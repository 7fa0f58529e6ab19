//! Events and the dispatcher.
//!
//! An [`Event`] owns a listener table and a dependent-event table. Raising
//! it expands the dependency graph, runs every listener below
//! [`Priority::POST`] in priority order, and parks the rest until
//! [`Event::raise_post_event`].

use std::collections::HashSet;
use std::fmt;
use std::sync::Arc;

use herald_models::{ArgsStatus, EventId, Priority};
use tracing::{debug, warn};

use crate::args::{ArgsCore, ArgsRef, EventArgs};
use crate::config::DispatchConfig;
use crate::error::{DispatchError, ListenerError, Result};
use crate::listener::{listener_key, ListenerRef, ListenerSlot};
use crate::queue::{self, BoundArgs, DependencySlot, DispatchQueue, Edge};
use crate::registry::{Lifetime, Partitioned, Registration, Target};

pub(crate) struct EventInner<S, P> {
    pub(crate) id: EventId,
    pub(crate) name: String,
    pub(crate) config: DispatchConfig,
    pub(crate) listeners: Partitioned<ListenerSlot<S, P>>,
    pub(crate) dependencies: Partitioned<DependencySlot<S, P>>,
}

/// A raisable event for senders of type `S` carrying payloads of type `P`.
///
/// `Event` is a cheap handle; clones share the same tables. Registration and
/// raising may happen concurrently from any thread.
pub struct Event<S, P> {
    inner: Arc<EventInner<S, P>>,
}

impl<S, P> Clone for Event<S, P> {
    fn clone(&self) -> Self {
        Self {
            inner: Arc::clone(&self.inner),
        }
    }
}

/// One args object joined to the event it will be raised for.
///
/// Built with [`Event::participant`] and passed to
/// [`Event::raise_alongside`] so events with different payload types can be
/// raised as one.
pub struct Participant<S> {
    bound: Arc<dyn BoundArgs<S>>,
    args: ArgsRef<S>,
}

impl<S> Clone for Participant<S> {
    fn clone(&self) -> Self {
        Self {
            bound: Arc::clone(&self.bound),
            args: self.args.clone(),
        }
    }
}

impl<S: 'static> Participant<S> {
    /// The participating args.
    pub fn args(&self) -> &ArgsRef<S> {
        &self.args
    }

    /// Name of the event the args will be raised for.
    pub fn event_name(&self) -> &str {
        self.bound.event_name()
    }

    fn core(&self) -> &Arc<ArgsCore<S>> {
        self.args.core()
    }
}

impl<S: 'static> fmt::Debug for Participant<S> {
    fn fmt(&self, f: &mut fmt::Formatter<'_>) -> fmt::Result {
        f.debug_struct("Participant")
            .field("event", &self.event_name())
            .field("args", self.args.id())
            .finish()
    }
}
//! Integration tests for raising several events as one merged queue.

use std::sync::{Arc, Mutex};

use herald_events::{
    ArgsStatus, DispatchError, Event, EventArgs, Lifetime, ListenerError, PriorityBand,
};

type Log = Arc<Mutex<Vec<String>>>;

struct Pair {
    blocks: Event<(), u32>,
    items: Event<(), String>,
    log: Log,
}

fn record<P: Send + Sync + 'static>(event: &Event<(), P>, log: &Log, label: &str, priority: i64) {
    let log = Arc::clone(log);
    let label = label.to_string();
    event
        .listen(priority, move |_: &(), _: &EventArgs<(), P>| {
            log.lock().unwrap().push(label.clone());
            Ok(())
        })
        .unwrap();
}

fn pair() -> Pair {
    Pair {
        blocks: Event::new("block-break"),
        items: Event::new("item-drop"),
        log: Arc::new(Mutex::new(Vec::new())),
    }
}

fn cancel_at<P: Send + Sync + 'static>(event: &Event<(), P>, priority: i64, cancelled: bool) {
    event
        .listen(priority, move |_: &(), args: &EventArgs<(), P>| {
            args.set_cancelled(cancelled)?;
            Ok(())
        })
        .unwrap();
}

fn observe<P: Send + Sync + 'static>(event: &Event<(), P>, priority: i64) -> Arc<Mutex<Option<bool>>> {
    let seen = Arc::new(Mutex::new(None));
    let sink = Arc::clone(&seen);
    event
        .listen(priority, move |_: &(), args: &EventArgs<(), P>| {
            *sink.lock().unwrap() = Some(args.is_cancelled());
            Ok(())
        })
        .unwrap();
    seen
}

#[test]
fn test_queues_merge_by_priority() {
    let p = pair();
    record(&p.blocks, &p.log, "blocks-0", 0);
    record(&p.blocks, &p.log, "blocks-20", 20);
    record(&p.items, &p.log, "items-10", 10);
    record(&p.items, &p.log, "items-30", 30);
    record(&p.blocks, &p.log, "blocks-post", PriorityBand::Post.as_value() + 5);
    record(&p.items, &p.log, "items-post", PriorityBand::Post.as_value());

    let block_args = EventArgs::new(3);
    let item_args = EventArgs::new("cobblestone".to_string());
    let items = p.items.participant(&item_args);

    p.blocks
        .raise_alongside(&(), &block_args, &[items.clone()], false)
        .unwrap();
    assert_eq!(
        *p.log.lock().unwrap(),
        vec!["blocks-0", "items-10", "blocks-20", "items-30"]
    );
    assert_eq!(block_args.status(), ArgsStatus::UsedPreEvent);
    assert_eq!(item_args.status(), ArgsStatus::UsedPreEvent);

    p.blocks
        .raise_post_event_alongside(&(), &block_args, &[items], false)
        .unwrap();
    assert_eq!(
        p.log.lock().unwrap()[4..],
        ["items-post".to_string(), "blocks-post".to_string()]
    );
    assert_eq!(block_args.status(), ArgsStatus::UsedPostEvent);
    assert_eq!(item_args.status(), ArgsStatus::UsedPostEvent);
}

#[test]
fn test_shared_cancellation_flows_across_events() {
    let p = pair();
    cancel_at(&p.blocks, 0, true);
    let seen = observe(&p.items, 10);

    let block_args = EventArgs::new(1);
    let item_args = EventArgs::new("gravel".to_string());
    p.blocks
        .raise_alongside(&(), &block_args, &[p.items.participant(&item_args)], true)
        .unwrap();

    assert_eq!(*seen.lock().unwrap(), Some(true));
    assert!(block_args.is_cancelled());
    assert!(item_args.is_cancelled());
}

#[test]
fn test_shared_cancellation_can_be_reverted() {
    let p = pair();
    cancel_at(&p.blocks, 0, true);
    cancel_at(&p.items, 10, false);
    let seen = observe(&p.blocks, 20);

    let block_args = EventArgs::new(1);
    let item_args = EventArgs::new("sand".to_string());
    p.blocks
        .raise_alongside(&(), &block_args, &[p.items.participant(&item_args)], true)
        .unwrap();

    assert_eq!(*seen.lock().unwrap(), Some(false));
    assert!(!block_args.is_cancelled());
    assert!(!item_args.is_cancelled());
}

#[test]
fn test_independent_cancellation_stays_separate() {
    let p = pair();
    cancel_at(&p.blocks, 0, true);
    let seen = observe(&p.items, 10);

    let block_args = EventArgs::new(1);
    let item_args = EventArgs::new("dirt".to_string());
    p.blocks
        .raise_alongside(&(), &block_args, &[p.items.participant(&item_args)], false)
        .unwrap();

    assert_eq!(*seen.lock().unwrap(), Some(false));
    assert!(block_args.is_cancelled());
    assert!(!item_args.is_cancelled());
}

#[test]
fn test_related_args_cover_the_group() {
    let p = pair();
    let drops: Event<(), u8> = Event::new("xp-drop");
    p.items
        .register_dependent(&drops, |_, _| EventArgs::new(2))
        .unwrap();

    let block_args = EventArgs::new(1);
    let item_args = EventArgs::new("ore".to_string());
    p.blocks
        .raise_alongside(&(), &block_args, &[p.items.participant(&item_args)], false)
        .unwrap();

    let related = block_args.related_args();
    assert_eq!(related.len(), 3);
    assert!(related.iter().any(|r| r.id() == item_args.id()));
    assert!(related
        .iter()
        .any(|r| r.owning_event().as_ref() == Some(drops.id())));
}

#[test]
fn test_invalid_member_leaves_group_untouched() {
    let p = pair();
    let block_args = EventArgs::new(1);
    let item_args = EventArgs::new("log".to_string());
    p.items.raise(&(), &item_args).unwrap();

    let result = p
        .blocks
        .raise_alongside(&(), &block_args, &[p.items.participant(&item_args)], true);

    assert!(matches!(result, Err(DispatchError::MultipleUse { .. })));
    assert_eq!(block_args.status(), ArgsStatus::Unused);
    assert_eq!(item_args.status(), ArgsStatus::UsedPreEvent);
}

#[test]
fn test_post_alongside_before_pre() {
    let p = pair();
    let block_args = EventArgs::new(1);
    let item_args = EventArgs::new("glass".to_string());

    let result = p.blocks.raise_post_event_alongside(
        &(),
        &block_args,
        &[p.items.participant(&item_args)],
        false,
    );

    assert!(matches!(result, Err(DispatchError::UsedPostBeforePre { .. })));
    assert_eq!(block_args.status(), ArgsStatus::Unused);
    assert_eq!(item_args.status(), ArgsStatus::Unused);
}

#[test]
fn test_same_args_twice_is_rejected() {
    let p = pair();
    let block_args = EventArgs::new(1);
    let again = p.blocks.participant(&block_args);

    let result = p.blocks.raise_alongside(&(), &block_args, &[again], false);
    assert!(matches!(result, Err(DispatchError::InvalidArgument(_))));
    assert_eq!(block_args.status(), ArgsStatus::Unused);
}

#[test]
fn test_failure_in_second_event_stops_the_merged_drain() {
    let p = pair();
    record(&p.blocks, &p.log, "blocks-0", 0);
    p.items
        .listen(10_i64, |_: &(), _: &EventArgs<(), String>| {
            Err(ListenerError::failed("inventory full"))
        })
        .unwrap();
    record(&p.blocks, &p.log, "blocks-20", 20);
    record(&p.items, &p.log, "items-30", 30);

    let block_args = EventArgs::new(7);
    let item_args = EventArgs::new("dirt".to_string());
    let result = p
        .blocks
        .raise_alongside(&(), &block_args, &[p.items.participant(&item_args)], false);

    match result {
        Err(DispatchError::Listener { event, source }) => {
            assert_eq!(&event, p.items.id());
            assert_eq!(source.to_string(), "inventory full");
        }
        other => panic!("expected listener failure, got {:?}", other),
    }
    assert_eq!(*p.log.lock().unwrap(), vec!["blocks-0"]);
    assert_eq!(block_args.status(), ArgsStatus::UsedPreEvent);
    assert_eq!(item_args.status(), ArgsStatus::UsedPreEvent);
}

#[test]
fn test_failed_expansion_stores_no_post_queue() {
    let p = pair();
    record(&p.blocks, &p.log, "blocks-0", 0);
    record(&p.blocks, &p.log, "blocks-post", PriorityBand::Post.as_value());
    p.items
        .register_dependent_with(&p.items, |_, _| EventArgs::new(String::new()), Lifetime::Ephemeral)
        .unwrap();

    let block_args = EventArgs::new(2);
    let item_args = EventArgs::new("stone".to_string());
    let result = p
        .blocks
        .raise_alongside(&(), &block_args, &[p.items.participant(&item_args)], false);

    assert!(matches!(result, Err(DispatchError::DependencyCycle(_))));
    assert_eq!(block_args.status(), ArgsStatus::UsedPreEvent);
    assert_eq!(item_args.status(), ArgsStatus::UsedPreEvent);

    p.blocks.raise_post_event(&(), &block_args).unwrap();
    assert!(p.log.lock().unwrap().is_empty());
    assert_eq!(block_args.status(), ArgsStatus::UsedPostEvent);
}
//! Herald CLI library.
//!
//! This crate provides the `herald` command-line tool: demo scenarios that
//! exercise the dispatcher, plus config and priority-band inspection.

pub mod cli;
pub mod commands;
pub mod scenarios;
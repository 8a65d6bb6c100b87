//! fnfig command-line tool
//!
//! Checks, plans and dry-runs workflow files without any deployment backend.

use clap::Parser;
use tracing_subscriber::{layer::SubscriberExt, util::SubscriberInitExt};

use fnfig_core::cli::{self, Cli};

#[tokio::main]
async fn main() {
    dotenvy::dotenv().ok();

    let cli = Cli::parse();

    // Logging settings come from config, so load it before anything logs
    let config = match cli::load_config(cli.config.clone()) {
        Ok(config) => config,
        Err(e) => {
            eprintln!("Error: {:#}", e);
            std::process::exit(1);
        }
    };

    let env_filter = tracing_subscriber::EnvFilter::try_from_default_env()
        .unwrap_or_else(|_| config.log_level.clone().into());

    if config.log_json {
        tracing_subscriber::registry()
            .with(env_filter)
            .with(tracing_subscriber::fmt::layer().json().with_writer(std::io::stderr))
            .init();
    } else {
        tracing_subscriber::registry()
            .with(env_filter)
            .with(tracing_subscriber::fmt::layer().with_writer(std::io::stderr))
            .init();
    }

    if let Err(e) = cli::run_cli_with_config(cli, config).await {
        eprintln!("Error: {:#}", e);
        std::process::exit(1);
    }
}
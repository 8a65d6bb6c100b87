//! Transition planning
//!
//! Decides, for every statement, its default successor, whether it feeds a
//! `foreach`, and which functions it needs with which signature. Planning
//! only looks at statement kinds and their neighbours; no functions are
//! needed, so the CLI can plan a file on its own.

use crate::errors::CompileError;
use crate::types::{Action, Program, Role, Statement, StatementKind, StepId, COMPLETED_STEP};

/// A function referenced by a step, with the signature its position requires
#[derive(Debug, Clone, PartialEq, Eq)]
pub struct FunctionUse {
    pub name: String,
    pub role: Role,
}

/// Set on the step right before a `foreach`
#[derive(Debug, Clone, Copy, PartialEq, Eq)]
pub struct FanOutEntry {
    /// The `foreach` step the keys are meant for
    pub loop_step: StepId,
    /// Where to jump when there are no keys
    pub reduce: Action,
}

#[derive(Debug, Clone, PartialEq)]
pub struct PlannedStep {
    pub id: StepId,
    pub name: String,
    /// `None` for the synthetic completion step
    pub statement: Option<Statement>,
    pub next: Action,
    pub fan_out: Option<FanOutEntry>,
    /// Call, fan-out, reduce or iteration function
    pub function: Option<FunctionUse>,
    /// `wait N until F` condition
    pub condition: Option<FunctionUse>,
}

impl PlannedStep {
    pub fn is_loop(&self) -> bool {
        self.statement
            .as_ref()
            .map(|s| s.kind.is_loop())
            .unwrap_or(false)
    }

    /// Delay a `wait N` step emits
    pub fn wait_seconds(&self) -> u64 {
        match self.statement.as_ref().map(|s| &s.kind) {
            Some(StatementKind::Wait { seconds }) => *seconds,
            _ => 0,
        }
    }

    /// Retry interval of a `wait N until F` step
    pub fn retry_seconds(&self) -> Option<u64> {
        match self.statement.as_ref().map(|s| &s.kind) {
            Some(StatementKind::WaitUntil { seconds, .. }) => Some(*seconds),
            _ => None,
        }
    }

    /// Whether fan-out keys come from this step's function or from context
    pub fn produces_keys(&self) -> bool {
        matches!(
            self.function,
            Some(FunctionUse {
                role: Role::FanOut,
                ..
            })
        )
    }
}

/// Explicit step graph for a program; the last step is `_completed`
#[derive(Debug, Clone, PartialEq)]
pub struct Plan {
    pub version: String,
    pub steps: Vec<PlannedStep>,
}

impl Plan {
    pub fn entry(&self) -> Action {
        Action::Step(StepId(0))
    }

    /// Every referenced function once, in order of first use
    pub fn required_functions(&self) -> Vec<FunctionUse> {
        let mut seen: Vec<FunctionUse> = Vec::new();
        for step in &self.steps {
            for function in step.function.iter().chain(step.condition.iter()) {
                if !seen.contains(function) {
                    seen.push(function.clone());
                }
            }
        }
        seen
    }

    pub fn action_name(&self, action: Action) -> &str {
        match action {
            Action::End => crate::types::END_ACTION,
            Action::Step(id) => self
                .steps
                .get(id.0)
                .map(|step| step.name.as_str())
                .unwrap_or(crate::types::END_ACTION),
        }
    }
}

/// Build the step graph by walking statements with their neighbours
pub fn plan(program: &Program) -> Result<Plan, CompileError> {
    let statements = program.statements();

    if let Some(first) = statements.first() {
        if !first.kind.is_call() {
            return Err(CompileError::FirstStatementNotCall {
                raw: first.raw_text.clone(),
            });
        }
    }

    let count = statements.len();
    let completed = StepId(count);
    let mut steps = Vec::with_capacity(count + 1);

    for (index, statement) in statements.iter().enumerate() {
        let previous = index.checked_sub(1).map(|i| &statements[i]);
        let successor = statements.get(index + 1);

        let next = match successor {
            Some(_) => Action::Step(StepId(index + 1)),
            None => Action::Step(completed),
        };

        let fan_out = match successor {
            Some(s) if s.kind.is_loop() => Some(FanOutEntry {
                loop_step: StepId(index + 1),
                reduce: if index + 2 < count {
                    Action::Step(StepId(index + 2))
                } else {
                    Action::End
                },
            }),
            _ => None,
        };

        let function = match &statement.kind {
            StatementKind::FunctionCall { function } => {
                let role = if fan_out.is_some() {
                    Role::FanOut
                } else if previous.map(|p| p.kind.is_loop()).unwrap_or(false) {
                    Role::Reduce
                } else {
                    Role::Call
                };
                Some(FunctionUse {
                    name: function.clone(),
                    role,
                })
            }
            StatementKind::Loop { function } => Some(FunctionUse {
                name: function.clone(),
                role: Role::Iteration,
            }),
            StatementKind::Wait { .. } | StatementKind::WaitUntil { .. } => None,
        };

        let condition = match &statement.kind {
            StatementKind::WaitUntil { condition, .. } => Some(FunctionUse {
                name: condition.clone(),
                role: Role::Condition,
            }),
            _ => None,
        };

        steps.push(PlannedStep {
            id: StepId(index),
            name: statement.step_name.clone(),
            statement: Some(statement.clone()),
            next,
            fan_out,
            function,
            condition,
        });
    }

    steps.push(PlannedStep {
        id: completed,
        name: COMPLETED_STEP.to_string(),
        statement: None,
        next: Action::End,
        fan_out: None,
        function: None,
        condition: None,
    });

    Ok(Plan {
        version: program.version().to_string(),
        steps,
    })
}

- Description of the task
If a line in the listing contains "graph", it counts. Say how many lines count, with no other words.

- Reply to the task
3